I’d love to be able to use this kind of system for .Net MF/Gadgeteer because of the power it affords - take just one example, when a server processes a message from a client, the handler (its a state machine) can throw exceptions. These are caught by the server framework and converted in client ‘Exception’ messages and the client thread (if its in synchronous mode) will eventually see that exception. Being able to catch exceptions in client logic which were originally thrown by a server’s handler is a very neat programming model.
Anyway, I’m interested to see what’s out there already…
One thing I find myself asking myself (a habit that causes my friends and family some concern), is whether this is a hammer in search of a nail (and those are another hobby of mine).
The reason I say that is because at the desktop computing scale, your endpoints are several orders of magnitude faster at generating and processing information than the pipelines between them are at transporting that data. Therefore, it makes sense to spend processor time at the endpoints to optimize the traffic to get as close to 100% utility factor out of the network pipe as you can.
With MCU-scale processors though, that disparity in speed doesn’t exist. The cycles spent marshaling data might create costs on the MCU that exceed any benefit on the wire.
I don’t have hard numbers, but I have a gut feeling that spending cycles to create highly optimized wire packages probably won’t result in the same sorts of payoffs due to marshaling cost and other bottlenecks. I would be happy to be proven wrong.
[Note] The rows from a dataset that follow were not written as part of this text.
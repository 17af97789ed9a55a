//! SQLite persistence for inodes, name bindings and content chunks.
//!
//! Every table leads with the tenant token, so each tenant is a key range
//! of the same three tables.

use parking_lot::Mutex;
use rusqlite::{Connection, OptionalExtension, TransactionBehavior, params};
use std::path::Path;
use std::time::Duration;

use super::{Backend, Txn};
use crate::config::StoreConfig;
use crate::error::{StoreError, StoreResult};
use crate::types::{Binding, Chunk, DirEntry, Ino, Inode};

const SCHEMA: &str = r#"
-- Inodes (mode, link count and size live here, once per inode)
CREATE TABLE IF NOT EXISTS inodes (
    token TEXT NOT NULL,
    ino INTEGER NOT NULL,
    mode INTEGER NOT NULL,
    nlink INTEGER NOT NULL,
    size INTEGER NOT NULL DEFAULT 0,
    PRIMARY KEY (token, ino)
);

-- Name bindings (directory entries; several may share one inode)
CREATE TABLE IF NOT EXISTS bindings (
    token TEXT NOT NULL,
    parent_ino INTEGER NOT NULL,
    name TEXT NOT NULL,
    ino INTEGER NOT NULL,
    PRIMARY KEY (token, parent_ino, name),
    FOREIGN KEY (token, ino) REFERENCES inodes(token, ino)
);
CREATE INDEX IF NOT EXISTS idx_bindings_ino ON bindings(token, ino);

-- Content chunks (non-overlapping byte runs per inode)
CREATE TABLE IF NOT EXISTS chunks (
    token TEXT NOT NULL,
    ino INTEGER NOT NULL,
    byte_offset INTEGER NOT NULL,
    data BLOB NOT NULL CHECK (length(data) > 0),
    PRIMARY KEY (token, ino, byte_offset)
);
"#;

/// SQLite-backed store.
///
/// One connection behind a mutex; every transaction begins `IMMEDIATE`, so
/// writers are serialized.
pub struct SqliteBackend {
    conn: Mutex<Connection>,
}

impl std::fmt::Debug for SqliteBackend {
    fn fmt(&self, f: &mut std::fmt::Formatter<'_>) -> std::fmt::Result {
        f.debug_struct("SqliteBackend")
            .field("conn", &"<locked>")
            .finish()
    }
}

impl SqliteBackend {
    /// Open or create the database named by `config`.
    pub fn open(config: &StoreConfig) -> StoreResult<Self> {
        let path = config.database_path();
        // Ensure parent directory exists
        if let Some(parent) = path.parent().filter(|p| !p.as_os_str().is_empty()) {
            std::fs::create_dir_all(parent).map_err(|e| {
                StoreError::internal(format!("create {}: {e}", parent.display()))
            })?;
        }
        Self::open_path(&path, Duration::from_millis(config.busy_timeout_ms))
    }

    /// Open or create a database at the given path.
    pub fn open_path<P: AsRef<Path>>(path: P, busy_timeout: Duration) -> StoreResult<Self> {
        let conn = Connection::open(path.as_ref())?;
        conn.busy_timeout(busy_timeout)?;
        conn.pragma_update_and_check(None, "journal_mode", "WAL", |row| {
            row.get::<_, String>(0)
        })?;
        Self::init(conn)
    }

    /// Create an in-memory database (for testing).
    pub fn in_memory() -> StoreResult<Self> {
        Self::init(Connection::open_in_memory()?)
    }

    fn init(conn: Connection) -> StoreResult<Self> {
        conn.pragma_update(None, "foreign_keys", true)?;
        conn.execute_batch(SCHEMA)?;
        tracing::debug!("vtfs schema ready");
        Ok(Self {
            conn: Mutex::new(conn),
        })
    }
}

impl Backend for SqliteBackend {
    fn transaction<T, F>(&self, token: &str, f: F) -> StoreResult<T>
    where
        F: FnOnce(&mut dyn Txn) -> StoreResult<T>,
    {
        let mut conn = self.conn.lock();
        let tx = conn.transaction_with_behavior(TransactionBehavior::Immediate)?;
        let result = {
            let mut txn = SqliteTxn { conn: &tx, token };
            f(&mut txn)
        };
        // Dropping an uncommitted transaction rolls it back.
        let value = result?;
        tx.commit()?;
        Ok(value)
    }
}

/// Token-scoped view of an open transaction.
struct SqliteTxn<'a> {
    conn: &'a Connection,
    token: &'a str,
}

impl Txn for SqliteTxn<'_> {
    // =========================================================================
    // Inodes
    // =========================================================================

    fn inode(&mut self, ino: Ino) -> StoreResult<Option<Inode>> {
        let mut stmt = self.conn.prepare_cached(
            "SELECT ino, mode, nlink, size FROM inodes WHERE token = ?1 AND ino = ?2",
        )?;
        let inode = stmt
            .query_row(params![self.token, ino], |row| {
                Ok(Inode {
                    ino: row.get(0)?,
                    mode: row.get(1)?,
                    nlink: row.get(2)?,
                    size: row.get(3)?,
                })
            })
            .optional()?;
        Ok(inode)
    }

    fn put_inode(&mut self, inode: &Inode) -> StoreResult<()> {
        let mut stmt = self.conn.prepare_cached(
            "INSERT INTO inodes (token, ino, mode, nlink, size) VALUES (?1, ?2, ?3, ?4, ?5)
             ON CONFLICT (token, ino) DO UPDATE
             SET mode = excluded.mode, nlink = excluded.nlink, size = excluded.size",
        )?;
        stmt.execute(params![
            self.token,
            inode.ino,
            inode.mode,
            inode.nlink,
            inode.size
        ])?;
        Ok(())
    }

    fn remove_inode(&mut self, ino: Ino) -> StoreResult<()> {
        let mut stmt = self
            .conn
            .prepare_cached("DELETE FROM inodes WHERE token = ?1 AND ino = ?2")?;
        stmt.execute(params![self.token, ino])?;
        Ok(())
    }

    fn max_ino(&mut self) -> StoreResult<Option<Ino>> {
        let mut stmt = self
            .conn
            .prepare_cached("SELECT MAX(ino) FROM inodes WHERE token = ?1")?;
        Ok(stmt.query_row(params![self.token], |row| row.get(0))?)
    }

    // =========================================================================
    // Bindings
    // =========================================================================

    fn binding(&mut self, parent: Ino, name: &str) -> StoreResult<Option<Binding>> {
        let mut stmt = self.conn.prepare_cached(
            "SELECT parent_ino, name, ino FROM bindings
             WHERE token = ?1 AND parent_ino = ?2 AND name = ?3",
        )?;
        let binding = stmt
            .query_row(params![self.token, parent, name], |row| {
                Ok(Binding {
                    parent: row.get(0)?,
                    name: row.get(1)?,
                    ino: row.get(2)?,
                })
            })
            .optional()?;
        Ok(binding)
    }

    fn has_children(&mut self, parent: Ino) -> StoreResult<bool> {
        let mut stmt = self.conn.prepare_cached(
            "SELECT EXISTS (SELECT 1 FROM bindings WHERE token = ?1 AND parent_ino = ?2)",
        )?;
        Ok(stmt.query_row(params![self.token, parent], |row| row.get(0))?)
    }

    fn entries(&mut self, parent: Ino) -> StoreResult<Vec<DirEntry>> {
        let mut stmt = self.conn.prepare_cached(
            "SELECT b.parent_ino, b.name, i.ino, i.mode, i.nlink, i.size
             FROM bindings b
             JOIN inodes i ON i.token = b.token AND i.ino = b.ino
             WHERE b.token = ?1 AND b.parent_ino = ?2
             ORDER BY b.name",
        )?;
        let rows = stmt.query_map(params![self.token, parent], |row| {
            Ok(DirEntry {
                parent: row.get(0)?,
                name: row.get(1)?,
                ino: row.get(2)?,
                mode: row.get(3)?,
                nlink: row.get(4)?,
                size: row.get(5)?,
            })
        })?;
        Ok(rows.collect::<Result<_, _>>()?)
    }

    fn bindings_of(&mut self, ino: Ino) -> StoreResult<Vec<Binding>> {
        let mut stmt = self.conn.prepare_cached(
            "SELECT parent_ino, name, ino FROM bindings
             WHERE token = ?1 AND ino = ?2
             ORDER BY parent_ino, name",
        )?;
        let rows = stmt.query_map(params![self.token, ino], |row| {
            Ok(Binding {
                parent: row.get(0)?,
                name: row.get(1)?,
                ino: row.get(2)?,
            })
        })?;
        Ok(rows.collect::<Result<_, _>>()?)
    }

    fn insert_binding(&mut self, binding: &Binding) -> StoreResult<()> {
        let mut stmt = self.conn.prepare_cached(
            "INSERT INTO bindings (token, parent_ino, name, ino) VALUES (?1, ?2, ?3, ?4)",
        )?;
        stmt.execute(params![
            self.token,
            binding.parent,
            binding.name,
            binding.ino
        ])?;
        Ok(())
    }

    fn remove_binding(&mut self, parent: Ino, name: &str) -> StoreResult<bool> {
        let mut stmt = self.conn.prepare_cached(
            "DELETE FROM bindings WHERE token = ?1 AND parent_ino = ?2 AND name = ?3",
        )?;
        Ok(stmt.execute(params![self.token, parent, name])? > 0)
    }

    fn remove_bindings_of(&mut self, ino: Ino) -> StoreResult<usize> {
        let mut stmt = self
            .conn
            .prepare_cached("DELETE FROM bindings WHERE token = ?1 AND ino = ?2")?;
        Ok(stmt.execute(params![self.token, ino])?)
    }

    // =========================================================================
    // Chunks
    // =========================================================================

    fn chunks_in_range(&mut self, ino: Ino, start: u64, end: u64) -> StoreResult<Vec<Chunk>> {
        let mut stmt = self.conn.prepare_cached(
            "SELECT byte_offset, data FROM chunks
             WHERE token = ?1 AND ino = ?2
               AND byte_offset < ?4 AND byte_offset + length(data) > ?3
             ORDER BY byte_offset",
        )?;
        let rows = stmt.query_map(params![self.token, ino, start, end], |row| {
            Ok(Chunk {
                offset: row.get(0)?,
                data: row.get(1)?,
            })
        })?;
        Ok(rows.collect::<Result<_, _>>()?)
    }

    fn insert_chunk(&mut self, ino: Ino, offset: u64, data: &[u8]) -> StoreResult<()> {
        let mut stmt = self.conn.prepare_cached(
            "INSERT INTO chunks (token, ino, byte_offset, data) VALUES (?1, ?2, ?3, ?4)",
        )?;
        stmt.execute(params![self.token, ino, offset, data])?;
        Ok(())
    }

    fn remove_chunk(&mut self, ino: Ino, offset: u64) -> StoreResult<()> {
        let mut stmt = self.conn.prepare_cached(
            "DELETE FROM chunks WHERE token = ?1 AND ino = ?2 AND byte_offset = ?3",
        )?;
        stmt.execute(params![self.token, ino, offset])?;
        Ok(())
    }

    fn remove_chunks(&mut self, ino: Ino) -> StoreResult<usize> {
        let mut stmt = self
            .conn
            .prepare_cached("DELETE FROM chunks WHERE token = ?1 AND ino = ?2")?;
        Ok(stmt.execute(params![self.token, ino])?)
    }
}

#[cfg(test)]
mod tests {
    use super::*;
    use crate::types::{ROOT_INO, S_IFREG};

    fn file(ino: Ino) -> Inode {
        Inode::new(ino, S_IFREG | 0o644)
    }

    #[test]
    fn test_inode_upsert() {
        let db = SqliteBackend::in_memory().unwrap();
        db.transaction("t", |txn| {
            txn.put_inode(&file(200))?;
            let mut inode = txn.inode(200)?.unwrap();
            inode.nlink = 3;
            inode.size = 99;
            txn.put_inode(&inode)?;
            Ok(())
        })
        .unwrap();

        let inode = db.transaction("t", |txn| txn.inode(200)).unwrap().unwrap();
        assert_eq!(inode.nlink, 3);
        assert_eq!(inode.size, 99);
    }

    #[test]
    fn test_tokens_are_isolated() {
        let db = SqliteBackend::in_memory().unwrap();
        db.transaction("a", |txn| {
            txn.put_inode(&file(200))?;
            txn.insert_binding(&Binding::new(ROOT_INO, "x", 200))
        })
        .unwrap();

        db.transaction("b", |txn| {
            assert!(txn.inode(200)?.is_none());
            assert!(txn.binding(ROOT_INO, "x")?.is_none());
            assert_eq!(txn.max_ino()?, None);
            Ok(())
        })
        .unwrap();
    }

    #[test]
    fn test_entries_join_inode_fields() {
        let db = SqliteBackend::in_memory().unwrap();
        let entries = db
            .transaction("t", |txn| {
                let mut inode = file(201);
                inode.nlink = 2;
                inode.size = 5;
                txn.put_inode(&inode)?;
                txn.insert_binding(&Binding::new(ROOT_INO, "b", 201))?;
                txn.insert_binding(&Binding::new(ROOT_INO, "a", 201))?;
                txn.entries(ROOT_INO)
            })
            .unwrap();

        assert_eq!(entries.len(), 2);
        assert_eq!(entries[0].name, "a");
        assert_eq!(entries[1].name, "b");
        assert!(entries.iter().all(|e| e.nlink == 2 && e.size == 5));
    }

    #[test]
    fn test_chunk_range_query() {
        let db = SqliteBackend::in_memory().unwrap();
        let found = db
            .transaction("t", |txn| {
                txn.insert_chunk(200, 0, &[1; 10])?;
                txn.insert_chunk(200, 20, &[2; 10])?;
                txn.insert_chunk(200, 40, &[3; 10])?;
                txn.chunks_in_range(200, 5, 21)
            })
            .unwrap();

        let offsets: Vec<_> = found.iter().map(|c| c.offset).collect();
        assert_eq!(offsets, vec![0, 20]);
    }

    #[test]
    fn test_chunk_range_excludes_adjacent() {
        let db = SqliteBackend::in_memory().unwrap();
        let found = db
            .transaction("t", |txn| {
                txn.insert_chunk(200, 10, &[1; 10])?;
                txn.chunks_in_range(200, 0, 10)
            })
            .unwrap();
        assert!(found.is_empty());
    }

    #[test]
    fn test_empty_chunk_rejected() {
        let db = SqliteBackend::in_memory().unwrap();
        let result = db.transaction("t", |txn| txn.insert_chunk(200, 0, &[]));
        assert!(result.unwrap_err().is_internal());
    }

    #[test]
    fn test_error_rolls_back() {
        let db = SqliteBackend::in_memory().unwrap();
        let result: StoreResult<()> = db.transaction("t", |txn| {
            txn.put_inode(&file(200))?;
            Err(StoreError::ino_not_found(200))
        });
        assert!(result.is_err());

        let inode = db.transaction("t", |txn| txn.inode(200)).unwrap();
        assert!(inode.is_none());
    }

    #[test]
    fn test_binding_requires_inode() {
        let db = SqliteBackend::in_memory().unwrap();
        let result = db.transaction("t", |txn| {
            txn.insert_binding(&Binding::new(ROOT_INO, "dangling", 999))
        });
        assert!(result.unwrap_err().is_internal());
    }

    #[test]
    fn test_reopen_file_database() {
        let dir = tempfile::tempdir().unwrap();
        let config = StoreConfig::default().with_database(dir.path().join("nested/vtfs.db"));

        {
            let db = SqliteBackend::open(&config).unwrap();
            db.transaction("t", |txn| txn.put_inode(&file(200))).unwrap();
        }

        let db = SqliteBackend::open(&config).unwrap();
        let inode = db.transaction("t", |txn| txn.inode(200)).unwrap();
        assert_eq!(inode, Some(file(200)));
    }
}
I think you’re right to express skepticism about this and I agree with your assessment of the various factors here.
I did quite a bit of research some years ago I began to draft the requirements for the API that was eventually developed (it was also fully design reviewed and refactored three times - time consuming but worthwhile).
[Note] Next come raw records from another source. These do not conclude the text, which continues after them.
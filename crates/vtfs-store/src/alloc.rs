//! Inode number allocation.
//!
//! Allocation reads the tenant's current maximum inside the caller's
//! transaction, so it is serialized with the insert that consumes the
//! number. The inode table's (token, ino) key rejects any duplicate.

use crate::backend::Txn;
use crate::error::{StoreError, StoreResult};
use crate::types::{FIRST_INO, Ino};

/// Next free inode number: one past the tenant's maximum, or [`FIRST_INO`].
pub fn allocate(txn: &mut dyn Txn) -> StoreResult<Ino> {
    match txn.max_ino()? {
        None => Ok(FIRST_INO),
        Some(max) => max
            .checked_add(1)
            .map(|next| next.max(FIRST_INO))
            .ok_or_else(|| StoreError::internal("inode numbers exhausted")),
    }
}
One of many things I discovered was that the CPU time sending/receiving data between to Windows machines over ethernet is heavily influenced by the number of IO operations one does.
Sending 100 MB (just dumb empty binary blobs) as 1000 100KB operations is much less CPU than sending it as 100,000 10KB operations, almost a linear relationship if I recall. So when sending a lot of data (for example video) it pays to try and actively minimize the number of IO operations, that is create as large as possible chunks of data before sending.
By using serialization that strives to minimize the size of data and use store and forward mechanisms one is able to transfer a lot very quickly, far beyond what’s possible with something like HTTP - that is by absolutely minimizing CPU one is able to ramp up xfer speeds, ideal for dealing with video or very high rates of diverse sensory data.
Ideally (I’m in hobby mode here) I’d love to have a platform for my desktop to “manage” multiple devices, robots etc each of which could be generating lots of data - leveraging the desktop to do heavy processor work on behalf of the device.
Of course on a desktop there’s DMA which offloads a ton of work to the network adapter at almost no local CPU cost, the same isn’t true on the Gadgeteer boards (I suppose).